AbstractBackgroundThe Jr blood group system includes a single, high‐prevalence antigen, Jra, encoded by the ABCG2 gene. The impact of anti‐Jra in pregnancy is variable, ranging from no clinical effect to severe anemia including some fetal deaths. Case reports have postulated that anti‐Jra mediated fetal anemia is poorly hemolytic, suggesting other mechanisms of anemia may be involved.Study Design and MethodsWe describe the case of severe anti‐Jra mediated fetal anemia. At Canadian Blood Services laboratories, maternal anti‐Jra was tested for phagocytic activity via a monocyte monolayer assay (MMA) and erythroid suppression via inhibition of burst forming unit‐erythroid (BFU‐E) colony formation assays. The New York Blood Center sequenced exons 4 and 7 of the ABCG2 gene.Results and DiscussionSequencing of exons 4 and 7 of the ABCG2 gene revealed maternal compound heterozygosity for two nonsense mutations at exon 7 (c.706 C > T and c.784G > T). Fetal sequencing revealed the c.706C > T polymorphism. The MMA showed a borderline phagocytic index (around the cutoff of five for both donor segments tested [5 ± 1 and 7 ± 3]).
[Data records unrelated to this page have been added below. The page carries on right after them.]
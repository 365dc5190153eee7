// 变更订阅句柄 - 可取消的事件流

use tokio::task::JoinHandle;
use tracing::debug;

/// 变更订阅
///
/// `cancel` 幂等；drop 时自动取消
pub struct Subscription {
    task: Option<JoinHandle<()>>,
}

impl Subscription {
    pub(crate) fn new(task: JoinHandle<()>) -> Self {
        Self { task: Some(task) }
    }

    /// 释放订阅，重复调用无副作用
    pub fn cancel(&mut self) {
        if let Some(task) = self.task.take() {
            task.abort();
            debug!("变更订阅已释放");
        }
    }

    /// 是否仍处于活动状态
    pub fn is_active(&self) -> bool {
        self.task.as_ref().is_some_and(|t| !t.is_finished())
    }
}

impl Drop for Subscription {
    fn drop(&mut self) {
        self.cancel();
    }
}
impl<D, S, F, T> Poly<D, S, F, T>
where
    D: Capability,
    S: StoragePolicy,
    F: Flavor,
{
    /// Gets the lifecycle of the bound type.
    #[inline]
    fn lifecycle(&self) -> &Lifecycle {
        F::lifecycle(&self.table)
    }

    /// Runs a shared operation on the payload.
    ///
    /// `f` receives the operations of `D` and a pointer to the payload. Both
    /// belong to the same concrete type, so passing the pointer to any of the
    /// operations satisfies their safety contract.
    ///
    /// # Errors
    ///
    /// - [`PolyError::UseAfterDestroy`] if the handle was destroyed.
    #[inline]
    pub fn call<R>(&self, f: impl FnOnce(&D::Ops, ErasedRef<'_>) -> R) -> Result<R, PolyError> {
        let storage = self.storage.as_ref().ok_or(PolyError::UseAfterDestroy)?;
        // SAFETY:
        // 1. The table belongs to the payload (guaranteed by the invariants of `Poly`)
        let payload = unsafe { storage.payload(F::lifecycle(&self.table)) };
        Ok(f(F::ops(&self.table), payload))
    }

    /// Runs a mutating operation on the payload.
    ///
    /// Shared storage is detached first, so other handles never observe the
    /// change. The pointer `f` receives belongs to the same concrete type as
    /// the operations.
    ///
    /// # Errors
    ///
    /// - [`PolyError::UseAfterDestroy`] if the handle was destroyed.
    /// - [`PolyError::InvalidOperationForPolicy`] for [`Borrowed`] handles.
    #[inline]
    pub fn call_mut<R>(
        &mut self,
        f: impl FnOnce(&D::Ops, ErasedMut<'_>) -> R,
    ) -> Result<R, PolyError> {
        let storage = self.storage.as_mut().ok_or(PolyError::UseAfterDestroy)?;
        let lifecycle = F::lifecycle(&self.table);
        // SAFETY:
        // 1. The table belongs to the payload (guaranteed by the invariants of `Poly`)
        if let Some(count @ 2..) = unsafe { storage.strong_count(lifecycle) } {
            tracing::trace!(
                type_name = lifecycle.type_name(),
                strong_count = count,
                "detaching shared payload before mutation"
            );
        }
        // SAFETY:
        // 1. The table belongs to the payload (guaranteed by the invariants of `Poly`)
        let payload = unsafe { storage.payload_mut(lifecycle) }?;
        Ok(f(F::ops(&self.table), payload))
    }

    /// Releases the payload.
    ///
    /// Owning policies run the payload's destructor and free its memory.
    /// Borrowing policies leave the referent alone. Calling this on a
    /// destroyed handle does nothing.
    pub fn destroy(&mut self) {
        if let Some(storage) = self.storage.take() {
            let lifecycle = F::lifecycle(&self.table);
            let policy = <S::Raw as RawStorage>::KIND;
            tracing::trace!(
                type_name = lifecycle.type_name(),
                policy = %policy,
                "destroying payload"
            );
            // SAFETY:
            // 1. The table belongs to the payload (guaranteed by the invariants of `Poly`)
            unsafe { storage.destroy(lifecycle) }
        }
    }

    /// Creates a second handle holding a copy of the payload.
    ///
    /// What a copy is depends on the storage policy: owning policies clone the
    /// value, [`Borrowed`] copies the reference and
    /// [`SharedCow`](crate::storage::SharedCow) shares the allocation. A copy
    /// of a [`Fixed`](crate::storage::Fixed) or inline [`Sbo`](crate::storage::Sbo)
    /// handle never allocates.
    ///
    /// # Errors
    ///
    /// - [`PolyError::UseAfterDestroy`] if the handle was destroyed.
    /// - [`PolyError::NotCopyable`] for [`BorrowedMut`] handles.
    /// - [`PolyError::OutOfMemory`] if the allocation fails.
    pub fn try_clone(&self) -> Result<Self, PolyError> {
        let storage = self.storage.as_ref().ok_or(PolyError::UseAfterDestroy)?;
        let copy = self.clone_storage(storage)?;
        Ok(Self {
            // SAFETY:
            // 1. The copy holds a payload of the same type as `self`
            table: self.table,
            storage: Some(copy),
            _marker: PhantomData,
        })
    }

    /// Copies the storage state of this handle.
    fn clone_storage(&self, storage: &S::Raw) -> Result<S::Raw, StorageError> {
        let lifecycle = self.lifecycle();
        let policy = <S::Raw as RawStorage>::KIND;
        tracing::trace!(
            type_name = lifecycle.type_name(),
            policy = %policy,
            "copying payload"
        );
        // SAFETY:
        // 1. The table belongs to the payload (guaranteed by the invariants of `Poly`)
        unsafe { storage.try_clone(lifecycle) }
    }

    /// Returns `true` once the handle has been destroyed.
    #[inline]
    pub fn is_destroyed(&self) -> bool {
        self.storage.is_none()
    }

    /// Returns the [`TypeId`] of the bound type.
    ///
    /// This stays available after the handle is destroyed.
    #[inline]
    pub fn type_id(&self) -> TypeId {
        self.lifecycle().type_id()
    }

    /// Returns the [`core::any::type_name`] of the bound type.
    ///
    /// This stays available after the handle is destroyed.
    #[inline]
    pub fn type_name(&self) -> &'static str {
        self.lifecycle().type_name()
    }

    /// Returns the storage policy of the handle.
    #[inline]
    pub fn policy(&self) -> PolicyKind {
        <S::Raw as RawStorage>::KIND
    }

    /// Returns `true` if the payload lives inside the handle itself.
    ///
    /// This is `false` for destroyed handles.
    #[inline]
    pub fn is_inline(&self) -> bool {
        self.storage.as_ref().is_some_and(RawStorage::is_inline)
    }

    /// Returns the number of handles sharing the payload.
    ///
    /// This is `None` for policies that do not count owners, and for
    /// destroyed handles.
    #[inline]
    pub fn strong_count(&self) -> Option<usize> {
        let storage = self.storage.as_ref()?;
        // SAFETY:
        // 1. The table belongs to the payload (guaranteed by the invariants of `Poly`)
        unsafe { storage.strong_count(self.lifecycle()) }
    }

    /// Returns the address of the payload.
    ///
    /// Two handles report the same address exactly when they share one
    /// payload.
    ///
    /// # Errors
    ///
    /// - [`PolyError::UseAfterDestroy`] if the handle was destroyed.
    #[inline]
    pub fn payload_addr(&self) -> Result<*const (), PolyError> {
        self.call(|_, this| this.as_ptr())
    }

    /// Accesses the payload as a `V`.
    ///
    /// # Errors
    ///
    /// - [`PolyError::UseAfterDestroy`] if the handle was destroyed.
    /// - [`PolyError::CapabilityMismatch`] if the handle is bound to another
    ///   type.
    pub fn downcast_ref<V: 'static>(&self) -> Result<&V, PolyError> {
        let storage = self.storage.as_ref().ok_or(PolyError::UseAfterDestroy)?;
        let lifecycle = self.lifecycle();
        // SAFETY:
        // 1. The table belongs to the payload (guaranteed by the invariants of `Poly`)
        let payload = unsafe { storage.payload(lifecycle) };
        payload
            .downcast::<V>()
            .ok_or_else(|| PolyError::CapabilityMismatch {
                expected: core::any::type_name::<V>(),
                found: lifecycle.type_name(),
            })
    }

    /// Accesses the payload mutably as a `V`.
    ///
    /// Shared storage is detached first, as with [`Poly::call_mut`].
    ///
    /// # Errors
    ///
    /// - [`PolyError::UseAfterDestroy`] if the handle was destroyed.
    /// - [`PolyError::CapabilityMismatch`] if the handle is bound to another
    ///   type. Shared storage is left attached in that case.
    /// - [`PolyError::InvalidOperationForPolicy`] for [`Borrowed`] handles.
    pub fn downcast_mut<V: 'static>(&mut self) -> Result<&mut V, PolyError> {
        let storage = self.storage.as_mut().ok_or(PolyError::UseAfterDestroy)?;
        let lifecycle = F::lifecycle(&self.table);
        let mismatch = PolyError::CapabilityMismatch {
            expected: core::any::type_name::<V>(),
            found: lifecycle.type_name(),
        };
        if lifecycle.type_id() != TypeId::of::<V>() {
            return Err(mismatch);
        }
        // SAFETY:
        // 1. The table belongs to the payload (guaranteed by the invariants of `Poly`)
        let payload = unsafe { storage.payload_mut(lifecycle) }?;
        payload.downcast::<V>().ok_or(mismatch)
    }
}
The BFU‐E colony formation inhibition assay suggested a dose‐dependent inhibition of BFU‐E colony formation with inhibition percentages of 4%, 11%, and 43% at maternal serum concentrations of 2%, 5%, and 10%, respectively. Our findings support the hypothesis that anti‐Jra may impair erythropoiesis leading to clinically significant fetal/neonatal anemia. A referral to maternal fetal medicine is recommended if anti‐Jra is detected in pregnancy, regardless of the titer.